-- SUPPLIED INFORMATION follows --
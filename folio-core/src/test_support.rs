use std::collections::BTreeSet;
use std::path::Path;
use std::sync::atomic::{AtomicUsize, Ordering};
use std::sync::Arc;
use std::thread;
use std::time::{Duration, Instant};

use flume::{Receiver, Sender};
use image::{Rgba, RgbaImage};
use parking_lot::Mutex;

use crate::decoder::{
    Destination, DocumentOpener, LinkAction, LinkTarget, NormalizedRect, OutlineItem,
    PageDecoder, TextRegion,
};
use crate::error::{DecodeError, OpenError};
use crate::raster::Raster;
use crate::store::PageReady;
use crate::Rotation;

const TIMEOUT: Duration = Duration::from_secs(5);

pub(crate) type DecodeCall = (usize, u32, Rotation);

/// In-memory document of 100x150 pages that records what it was asked to do.
pub(crate) struct FakeDecoder {
    page_count: usize,
    broken_geometry: BTreeSet<usize>,
    failing: BTreeSet<usize>,
    gate: Option<Receiver<()>>,
    calls: Mutex<Vec<DecodeCall>>,
    extractions: AtomicUsize,
}

impl FakeDecoder {
    pub(crate) fn new(page_count: usize) -> Self {
        Self {
            page_count,
            broken_geometry: BTreeSet::new(),
            failing: BTreeSet::new(),
            gate: None,
            calls: Mutex::new(Vec::new()),
            extractions: AtomicUsize::new(0),
        }
    }

    /// Every decode blocks until a token is sent on the returned channel.
    pub(crate) fn gated(page_count: usize) -> (Self, Sender<()>) {
        let (tx, rx) = flume::unbounded();
        let mut decoder = Self::new(page_count);
        decoder.gate = Some(rx);
        (decoder, tx)
    }

    pub(crate) fn failing_on(mut self, page: usize) -> Self {
        self.failing.insert(page);
        self
    }

    pub(crate) fn with_broken_geometry(mut self, page: usize) -> Self {
        self.broken_geometry.insert(page);
        self
    }

    pub(crate) fn decode_calls(&self) -> Vec<DecodeCall> {
        self.calls.lock().clone()
    }

    /// Links and text extractions combined.
    pub(crate) fn extraction_calls(&self) -> usize {
        self.extractions.load(Ordering::SeqCst)
    }

    pub(crate) fn wait_until_decoding(&self) {
        let deadline = Instant::now() + TIMEOUT;
        while self.calls.lock().is_empty() {
            assert!(Instant::now() < deadline, "decoder was never called");
            thread::sleep(Duration::from_millis(1));
        }
    }

    fn check(&self, page: usize) -> Result<(), DecodeError> {
        if page < self.page_count {
            Ok(())
        } else {
            Err(DecodeError::transient(page, "no such page"))
        }
    }
}

impl PageDecoder for FakeDecoder {
    fn page_count(&self) -> usize {
        self.page_count
    }

    fn page_size(&self, page: usize) -> Result<(f32, f32), DecodeError> {
        self.check(page)?;
        if self.broken_geometry.contains(&page) {
            return Err(DecodeError::transient(page, "unreadable media box"));
        }
        Ok((100.0, 150.0))
    }

    fn decode(
        &self,
        page: usize,
        target_width: u32,
        rotation: Rotation,
    ) -> Result<Raster, DecodeError> {
        self.calls.lock().push((page, target_width, rotation));
        if let Some(gate) = &self.gate {
            // A dropped sender releases the decode.
            let _ = gate.recv();
        }
        self.check(page)?;
        if self.failing.contains(&page) {
            return Err(DecodeError::transient(page, "simulated failure"));
        }

        let (width, height) = if rotation.is_sideways() {
            (150.0, 100.0)
        } else {
            (100.0, 150.0)
        };
        let target_height = (target_width as f32 * height / width).round().max(1.0) as u32;
        let shade = (page % 25) as u8 * 10;
        Ok(RgbaImage::from_fn(target_width, target_height, |x, _| {
            if x < target_width / 2 {
                Rgba([shade, 200, 40, 255])
            } else {
                Rgba([250, shade, 120, 255])
            }
        }))
    }

    fn extract_links(&self, page: usize) -> Result<Vec<LinkTarget>, DecodeError> {
        self.extractions.fetch_add(1, Ordering::SeqCst);
        self.check(page)?;
        Ok(vec![LinkTarget {
            area: NormalizedRect {
                left: 0.1,
                top: 0.9,
                right: 0.3,
                bottom: 0.95,
            },
            action: LinkAction::GoTo { page: page + 1 },
        }])
    }

    fn extract_text_regions(&self, page: usize) -> Result<Vec<TextRegion>, DecodeError> {
        self.extractions.fetch_add(1, Ordering::SeqCst);
        self.check(page)?;
        Ok(vec![TextRegion {
            area: NormalizedRect {
                left: 0.1,
                top: 0.1,
                right: 0.9,
                bottom: 0.2,
            },
            text: format!("page {page}"),
        }])
    }

    fn table_of_contents(&self) -> Option<Vec<OutlineItem>> {
        let last = self.page_count.checked_sub(1)?;
        Some(vec![
            OutlineItem {
                title: "Start".into(),
                page_index: 0,
                depth: 0,
            },
            OutlineItem {
                title: "End".into(),
                page_index: last,
                depth: 1,
            },
        ])
    }

    fn resolve_named_destination(&self, name: &str) -> Option<Destination> {
        match name {
            "end" => Some(Destination {
                page: self.page_count.checked_sub(1)?,
                top: Some(0.0),
            }),
            _ => None,
        }
    }
}

/// Hands out the same decoder for every path except a few reserved names.
pub(crate) struct FakeOpener {
    decoder: Arc<FakeDecoder>,
}

impl FakeOpener {
    pub(crate) fn new(decoder: Arc<FakeDecoder>) -> Self {
        Self { decoder }
    }
}

impl DocumentOpener for FakeOpener {
    fn open(
        &self,
        path: &Path,
        password: Option<&str>,
    ) -> Result<Arc<dyn PageDecoder>, OpenError> {
        match path.file_name().and_then(|name| name.to_str()) {
            Some("missing.pdf") => Err(OpenError::NotFound(path.to_path_buf())),
            Some("corrupt.pdf") => Err(OpenError::Corrupt {
                reason: "bad xref table".into(),
            }),
            Some("locked.pdf") if password != Some("secret") => Err(OpenError::PasswordRequired),
            _ => Ok(Arc::clone(&self.decoder) as Arc<dyn PageDecoder>),
        }
    }
}

/// Wait until `page` is announced on `events`, skipping other pages.
pub(crate) fn wait_for_page(events: &Receiver<PageReady>, page: usize) -> bool {
    let deadline = Instant::now() + TIMEOUT;
    loop {
        let remaining = deadline.saturating_duration_since(Instant::now());
        match events.recv_timeout(remaining) {
            Ok(ready) if ready.page == page => return true,
            Ok(_) => continue,
            Err(_) => return false,
        }
    }
}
-- SUPPLIED INFORMATION concluded --
ACTIVITY: Go through the data above and find the lines with the word "password". Copy each of those lines.

OUTPUT FOR THIS TASK:
        password: Option<&str>,
            Some("locked.pdf") if password != Some("secret") => Err(OpenError::PasswordRequired),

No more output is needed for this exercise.